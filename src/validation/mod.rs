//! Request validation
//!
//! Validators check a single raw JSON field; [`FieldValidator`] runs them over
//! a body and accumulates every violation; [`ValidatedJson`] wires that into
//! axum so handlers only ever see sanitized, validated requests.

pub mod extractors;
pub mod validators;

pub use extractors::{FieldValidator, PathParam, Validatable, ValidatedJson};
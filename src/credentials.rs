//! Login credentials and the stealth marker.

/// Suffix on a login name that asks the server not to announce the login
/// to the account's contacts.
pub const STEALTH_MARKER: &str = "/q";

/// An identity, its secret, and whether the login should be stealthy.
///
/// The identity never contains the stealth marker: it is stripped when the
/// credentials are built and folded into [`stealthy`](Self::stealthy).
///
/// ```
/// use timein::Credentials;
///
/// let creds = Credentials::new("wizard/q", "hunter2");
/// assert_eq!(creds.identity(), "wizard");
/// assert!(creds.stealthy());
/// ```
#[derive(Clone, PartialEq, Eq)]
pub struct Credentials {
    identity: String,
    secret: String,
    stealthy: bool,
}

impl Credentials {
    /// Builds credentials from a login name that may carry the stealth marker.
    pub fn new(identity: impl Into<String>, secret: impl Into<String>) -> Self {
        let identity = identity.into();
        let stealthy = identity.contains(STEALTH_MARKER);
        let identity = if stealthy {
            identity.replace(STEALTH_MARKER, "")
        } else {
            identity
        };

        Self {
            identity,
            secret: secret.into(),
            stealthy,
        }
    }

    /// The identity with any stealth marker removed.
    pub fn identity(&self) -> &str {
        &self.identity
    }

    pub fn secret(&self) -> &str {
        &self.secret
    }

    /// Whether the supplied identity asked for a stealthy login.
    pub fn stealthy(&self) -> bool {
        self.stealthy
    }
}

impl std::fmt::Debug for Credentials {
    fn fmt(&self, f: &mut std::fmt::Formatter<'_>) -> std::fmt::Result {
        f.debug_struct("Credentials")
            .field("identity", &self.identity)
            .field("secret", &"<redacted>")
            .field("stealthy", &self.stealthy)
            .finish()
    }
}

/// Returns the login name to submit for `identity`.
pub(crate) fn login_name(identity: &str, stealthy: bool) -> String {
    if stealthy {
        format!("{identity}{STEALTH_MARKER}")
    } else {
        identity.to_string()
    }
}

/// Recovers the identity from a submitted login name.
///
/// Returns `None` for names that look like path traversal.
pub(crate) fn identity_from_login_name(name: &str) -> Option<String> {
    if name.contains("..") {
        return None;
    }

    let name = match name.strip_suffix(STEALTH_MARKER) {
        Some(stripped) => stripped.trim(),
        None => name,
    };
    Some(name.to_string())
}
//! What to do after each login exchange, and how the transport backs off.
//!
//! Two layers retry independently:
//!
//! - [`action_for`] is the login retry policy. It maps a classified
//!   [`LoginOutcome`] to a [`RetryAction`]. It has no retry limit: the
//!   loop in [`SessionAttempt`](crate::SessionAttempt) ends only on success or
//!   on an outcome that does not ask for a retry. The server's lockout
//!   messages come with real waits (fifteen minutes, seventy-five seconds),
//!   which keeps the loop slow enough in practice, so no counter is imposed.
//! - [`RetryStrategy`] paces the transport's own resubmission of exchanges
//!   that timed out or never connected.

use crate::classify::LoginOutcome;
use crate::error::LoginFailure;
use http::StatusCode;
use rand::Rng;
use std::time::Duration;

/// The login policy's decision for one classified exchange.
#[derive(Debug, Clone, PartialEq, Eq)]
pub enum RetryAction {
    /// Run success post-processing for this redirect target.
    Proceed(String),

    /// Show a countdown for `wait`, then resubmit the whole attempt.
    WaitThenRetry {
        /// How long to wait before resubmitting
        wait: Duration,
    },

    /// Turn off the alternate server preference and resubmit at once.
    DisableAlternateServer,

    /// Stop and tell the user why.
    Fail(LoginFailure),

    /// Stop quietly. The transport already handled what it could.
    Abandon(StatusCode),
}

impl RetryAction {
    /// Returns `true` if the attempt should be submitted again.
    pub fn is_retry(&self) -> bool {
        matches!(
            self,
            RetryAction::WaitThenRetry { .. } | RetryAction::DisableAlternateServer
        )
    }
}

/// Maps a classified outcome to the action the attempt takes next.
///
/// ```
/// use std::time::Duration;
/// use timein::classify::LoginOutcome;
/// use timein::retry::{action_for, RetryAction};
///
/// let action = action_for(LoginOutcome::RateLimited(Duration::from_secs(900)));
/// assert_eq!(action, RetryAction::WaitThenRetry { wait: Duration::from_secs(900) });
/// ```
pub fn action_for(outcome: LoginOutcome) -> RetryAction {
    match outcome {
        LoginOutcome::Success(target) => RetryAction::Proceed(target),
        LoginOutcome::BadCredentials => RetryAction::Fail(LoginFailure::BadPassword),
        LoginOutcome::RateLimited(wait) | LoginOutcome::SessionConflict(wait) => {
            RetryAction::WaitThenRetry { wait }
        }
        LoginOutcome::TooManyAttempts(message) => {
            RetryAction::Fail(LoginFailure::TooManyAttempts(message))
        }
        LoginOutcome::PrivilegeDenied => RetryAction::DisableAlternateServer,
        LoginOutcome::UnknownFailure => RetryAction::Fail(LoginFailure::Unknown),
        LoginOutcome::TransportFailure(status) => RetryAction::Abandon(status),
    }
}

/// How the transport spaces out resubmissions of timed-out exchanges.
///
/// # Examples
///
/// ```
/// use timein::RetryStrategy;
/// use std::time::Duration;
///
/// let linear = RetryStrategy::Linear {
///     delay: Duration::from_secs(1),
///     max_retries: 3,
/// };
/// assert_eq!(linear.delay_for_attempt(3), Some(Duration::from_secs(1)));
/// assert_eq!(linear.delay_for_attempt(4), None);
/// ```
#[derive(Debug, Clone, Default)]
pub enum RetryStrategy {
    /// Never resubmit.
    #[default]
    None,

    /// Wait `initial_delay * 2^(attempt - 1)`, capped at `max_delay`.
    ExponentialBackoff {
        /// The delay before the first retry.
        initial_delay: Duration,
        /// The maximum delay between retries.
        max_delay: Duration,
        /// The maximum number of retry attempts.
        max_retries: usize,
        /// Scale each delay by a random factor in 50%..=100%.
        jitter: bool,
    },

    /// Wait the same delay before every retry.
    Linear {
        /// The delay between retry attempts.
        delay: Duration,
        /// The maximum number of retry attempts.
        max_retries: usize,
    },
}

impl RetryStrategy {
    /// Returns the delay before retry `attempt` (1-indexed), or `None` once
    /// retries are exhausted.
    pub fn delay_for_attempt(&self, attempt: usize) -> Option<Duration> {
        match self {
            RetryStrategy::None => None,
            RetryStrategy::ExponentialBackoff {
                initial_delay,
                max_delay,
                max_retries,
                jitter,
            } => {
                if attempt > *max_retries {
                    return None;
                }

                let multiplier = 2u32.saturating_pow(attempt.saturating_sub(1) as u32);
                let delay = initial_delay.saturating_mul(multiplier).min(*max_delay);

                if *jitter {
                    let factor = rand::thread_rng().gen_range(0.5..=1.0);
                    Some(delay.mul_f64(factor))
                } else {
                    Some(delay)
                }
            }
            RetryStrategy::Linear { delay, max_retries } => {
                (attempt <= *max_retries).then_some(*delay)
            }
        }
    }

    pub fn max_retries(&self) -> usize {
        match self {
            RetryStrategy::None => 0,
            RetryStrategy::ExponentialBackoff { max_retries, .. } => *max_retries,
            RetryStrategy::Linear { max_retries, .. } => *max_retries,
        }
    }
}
◆ ◆ ◆ ◆ ◆ ◆ ◆
In the listing above, find the line with "a stealthy login." and the line with "this redirect target.", then reproduce both and every line between them exactly.

• [Problem solution]
    /// Whether the supplied identity asked for a stealthy login.
    pub fn stealthy(&self) -> bool {
        self.stealthy
    }
}

impl std::fmt::Debug for Credentials {
    fn fmt(&self, f: &mut std::fmt::Formatter<'_>) -> std::fmt::Result {
        f.debug_struct("Credentials")
            .field("identity", &self.identity)
            .field("secret", &"<redacted>")
            .field("stealthy", &self.stealthy)
            .finish()
    }
}

/// Returns the login name to submit for `identity`.
pub(crate) fn login_name(identity: &str, stealthy: bool) -> String {
    if stealthy {
        format!("{identity}{STEALTH_MARKER}")
    } else {
        identity.to_string()
    }
}

/// Recovers the identity from a submitted login name.
///
/// Returns `None` for names that look like path traversal.
pub(crate) fn identity_from_login_name(name: &str) -> Option<String> {
    if name.contains("..") {
        return None;
    }

    let name = match name.strip_suffix(STEALTH_MARKER) {
        Some(stripped) => stripped.trim(),
        None => name,
    };
    Some(name.to_string())
}
//! What to do after each login exchange, and how the transport backs off.
//!
//! Two layers retry independently:
//!
//! - [`action_for`] is the login retry policy. It maps a classified
//!   [`LoginOutcome`] to a [`RetryAction`]. It has no retry limit: the
//!   loop in [`SessionAttempt`](crate::SessionAttempt) ends only on success or
//!   on an outcome that does not ask for a retry. The server's lockout
//!   messages come with real waits (fifteen minutes, seventy-five seconds),
//!   which keeps the loop slow enough in practice, so no counter is imposed.
//! - [`RetryStrategy`] paces the transport's own resubmission of exchanges
//!   that timed out or never connected.

use crate::classify::LoginOutcome;
use crate::error::LoginFailure;
use http::StatusCode;
use rand::Rng;
use std::time::Duration;

/// The login policy's decision for one classified exchange.
#[derive(Debug, Clone, PartialEq, Eq)]
pub enum RetryAction {
    /// Run success post-processing for this redirect target.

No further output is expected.